**Your task**
Lines in the listing below containing the string "info" are to be identified and copied.

══════

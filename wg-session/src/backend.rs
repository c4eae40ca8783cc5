// Native tunnel backend and its init-once handle

//! Tunnel backend
//!
//! [`TunnelBackend`] is the capability that actually creates and destroys
//! the tunnel interface. [`WgQuickBackend`] drives `wg-quick` with a
//! generated configuration file. [`BackendHandle`] gates access to the one
//! backend instance of the process until its initialization has settled.

use crate::error::BackendError;
use crate::tunnel_config::{Dialect, TunnelConfig};
use std::future::Future;
use std::io;
use std::path::{Path, PathBuf};
use std::sync::Arc;
use tokio::process::Command;
use tokio::sync::{mpsc, watch};
use wireguard_control::{Backend, Device};

/// Linux interface names are limited to IFNAMSIZ - 1 bytes
pub const MAX_TUNNEL_NAME_LEN: usize = 15;

/// Validates that a tunnel name is a usable interface name and safe to pass
/// to `wg-quick`. Only alphanumeric characters, hyphens, and underscores are
/// allowed to prevent command injection.
pub fn validate_tunnel_name(name: &str) -> Result<(), BackendError> {
    let invalid = |reason| BackendError::InvalidTunnelName {
        name: name.to_string(),
        reason,
    };

    if name.is_empty() {
        return Err(invalid("cannot be empty"));
    }

    if name.len() > MAX_TUNNEL_NAME_LEN {
        return Err(invalid("longer than 15 characters"));
    }

    if !name
        .chars()
        .all(|c| c.is_ascii_alphanumeric() || c == '-' || c == '_')
    {
        return Err(invalid(
            "only alphanumeric characters, hyphens and underscores are allowed",
        ));
    }

    Ok(())
}

/// Requested or reported tunnel state
#[derive(Debug, Clone, Copy, PartialEq, Eq)]
pub enum TunnelUpDown {
    Up,
    Down,
}

/// State change reported by the backend
#[derive(Debug, Clone, PartialEq, Eq)]
pub struct TunnelEvent {
    pub tunnel: String,
    pub state: TunnelUpDown,
}

/// Native tunnel capability
pub trait TunnelBackend: Send + Sync + 'static {
    /// Bring `tunnel` up with `config`, or down. Completion is reported
    /// separately as a [`TunnelEvent`].
    fn set_state(
        &self,
        tunnel: &str,
        state: TunnelUpDown,
        config: Option<&TunnelConfig>,
    ) -> impl Future<Output = Result<(), BackendError>> + Send;

    /// Names of the tunnels the backend currently has running
    fn running_tunnel_names(&self) -> impl Future<Output = Result<Vec<String>, BackendError>> + Send;
}

/// Backend driving `wg-quick` against generated config files
pub struct WgQuickBackend {
    config_dir: PathBuf,
    events: mpsc::UnboundedSender<TunnelEvent>,
}

impl WgQuickBackend {
    /// Prepare the config directory and check that the kernel WireGuard
    /// backend is reachable
    pub async fn init(
        config_dir: impl Into<PathBuf>,
        events: mpsc::UnboundedSender<TunnelEvent>,
    ) -> Result<Self, BackendError> {
        let config_dir = config_dir.into();
        tokio::fs::create_dir_all(&config_dir).await?;

        list_kernel_devices()
            .await
            .map_err(|e| BackendError::InitFailed(format!("cannot list WireGuard devices: {}", e)))?;

        log::info!("WireGuard backend ready (configs in {:?})", config_dir);
        Ok(Self { config_dir, events })
    }

    fn config_path(&self, tunnel: &str) -> PathBuf {
        self.config_dir.join(format!("{}.conf", tunnel))
    }

    /// Write the wg-quick file for `tunnel`, readable by the owner only
    async fn write_config(&self, tunnel: &str, config: &TunnelConfig) -> Result<PathBuf, BackendError> {
        let path = self.config_path(tunnel);
        tokio::fs::write(&path, config.render(Dialect::WgQuick)).await?;
        #[cfg(unix)]
        {
            use std::os::unix::fs::PermissionsExt;
            tokio::fs::set_permissions(&path, std::fs::Permissions::from_mode(0o600)).await?;
        }
        Ok(path)
    }

    fn notify(&self, tunnel: &str, state: TunnelUpDown) {
        let event = TunnelEvent {
            tunnel: tunnel.to_string(),
            state,
        };
        if self.events.send(event).is_err() {
            log::debug!("No listener for tunnel events");
        }
    }

    async fn up(&self, tunnel: &str, config: &TunnelConfig) -> Result<(), BackendError> {
        if !config.excluded_applications().is_empty() {
            log::debug!(
                "Application exclusions {:?} are not enforced by wg-quick",
                config.excluded_applications()
            );
        }

        let path = self.write_config(tunnel, config).await?;
        log::info!("Bringing up WireGuard tunnel: {}", tunnel);

        let output = wg_quick("up", &path).await?;
        if !output.status.success() {
            let stderr = String::from_utf8_lossy(&output.stderr);
            return Err(BackendError::Command {
                action: "up",
                stderr: stderr.trim().to_string(),
            });
        }

        log::info!("WireGuard tunnel {} is up", tunnel);
        Ok(())
    }

    async fn down(&self, tunnel: &str) -> Result<(), BackendError> {
        log::info!("Bringing down WireGuard tunnel: {}", tunnel);

        let path = self.config_path(tunnel);
        let target = if path.exists() { path } else { PathBuf::from(tunnel) };

        let output = wg_quick("down", &target).await?;
        if !output.status.success() {
            let stderr = String::from_utf8_lossy(&output.stderr);
            // Don't fail if the interface is already gone
            if !stderr.contains("is not a WireGuard interface") {
                return Err(BackendError::Command {
                    action: "down",
                    stderr: stderr.trim().to_string(),
                });
            }
        }

        log::info!("WireGuard tunnel {} is down", tunnel);
        Ok(())
    }
}

impl TunnelBackend for WgQuickBackend {
    async fn set_state(
        &self,
        tunnel: &str,
        state: TunnelUpDown,
        config: Option<&TunnelConfig>,
    ) -> Result<(), BackendError> {
        validate_tunnel_name(tunnel)?;

        match state {
            TunnelUpDown::Up => {
                let config = config.ok_or_else(|| BackendError::MissingConfig(tunnel.to_string()))?;
                self.up(tunnel, config).await?;
            }
            TunnelUpDown::Down => self.down(tunnel).await?,
        }

        self.notify(tunnel, state);
        Ok(())
    }

    async fn running_tunnel_names(&self) -> Result<Vec<String>, BackendError> {
        Ok(list_kernel_devices().await?)
    }
}

async fn wg_quick(action: &'static str, target: &Path) -> Result<std::process::Output, BackendError> {
    Command::new("wg-quick")
        .arg(action)
        .arg(target)
        .output()
        .await
        .map_err(|e| {
            BackendError::Io(io::Error::new(
                e.kind(),
                format!("failed to execute wg-quick {}: {}", action, e),
            ))
        })
}

/// Kernel WireGuard interfaces, listed over netlink
pub(crate) async fn list_kernel_devices() -> io::Result<Vec<String>> {
    tokio::task::spawn_blocking(|| {
        Device::list(Backend::Kernel).map(|names| names.iter().map(|n| n.to_string()).collect())
    })
    .await
    .map_err(io::Error::other)?
}

enum Readiness<B> {
    Pending,
    Ready(Arc<B>),
    Failed(String),
}

impl<B> Readiness<B> {
    fn settled(&self) -> Option<Result<Arc<B>, BackendError>> {
        match self {
            Readiness::Pending => None,
            Readiness::Ready(backend) => Some(Ok(backend.clone())),
            Readiness::Failed(reason) => Some(Err(BackendError::InitFailed(reason.clone()))),
        }
    }
}

/// Shared handle to the single backend instance
pub struct BackendHandle<B> {
    tx: Arc<watch::Sender<Readiness<B>>>,
}

impl<B> Clone for BackendHandle<B> {
    fn clone(&self) -> Self {
        Self {
            tx: self.tx.clone(),
        }
    }
}

impl<B: Send + Sync + 'static> BackendHandle<B> {
    fn with(readiness: Readiness<B>) -> Self {
        let (tx, _rx) = watch::channel(readiness);
        Self { tx: Arc::new(tx) }
    }

    /// Handle around an already initialized backend
    pub fn ready(backend: B) -> Self {
        Self::with(Readiness::Ready(Arc::new(backend)))
    }

    /// Run `init` in the background; callers of [`get`](Self::get) wait
    /// for it to settle
    pub fn spawn<F>(init: F) -> Self
    where
        F: Future<Output = Result<B, BackendError>> + Send + 'static,
    {
        let handle = Self::with(Readiness::Pending);
        let tx = handle.tx.clone();

        tokio::spawn(async move {
            let readiness = match init.await {
                Ok(backend) => Readiness::Ready(Arc::new(backend)),
                Err(e) => {
                    log::error!("Tunnel backend initialization failed: {}", e);
                    Readiness::Failed(e.to_string())
                }
            };
            tx.send_replace(readiness);
        });

        handle
    }

    /// Wait until initialization has settled
    pub async fn get(&self) -> Result<Arc<B>, BackendError> {
        let mut rx = self.tx.subscribe();
        loop {
            let settled = rx.borrow_and_update().settled();
            if let Some(result) = settled {
                return result;
            }
            rx.changed()
                .await
                .map_err(|_| BackendError::InitFailed("initializer went away".to_string()))?;
        }
    }

    /// The backend if it is ready, without waiting
    pub fn try_get(&self) -> Option<Arc<B>> {
        self.tx.borrow().settled().and_then(Result::ok)
    }
}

══════

**Written solution**
        log::info!("WireGuard backend ready (configs in {:?})", config_dir);
        log::info!("Bringing up WireGuard tunnel: {}", tunnel);
        log::info!("WireGuard tunnel {} is up", tunnel);
        log::info!("Bringing down WireGuard tunnel: {}", tunnel);
        log::info!("WireGuard tunnel {} is down", tunnel);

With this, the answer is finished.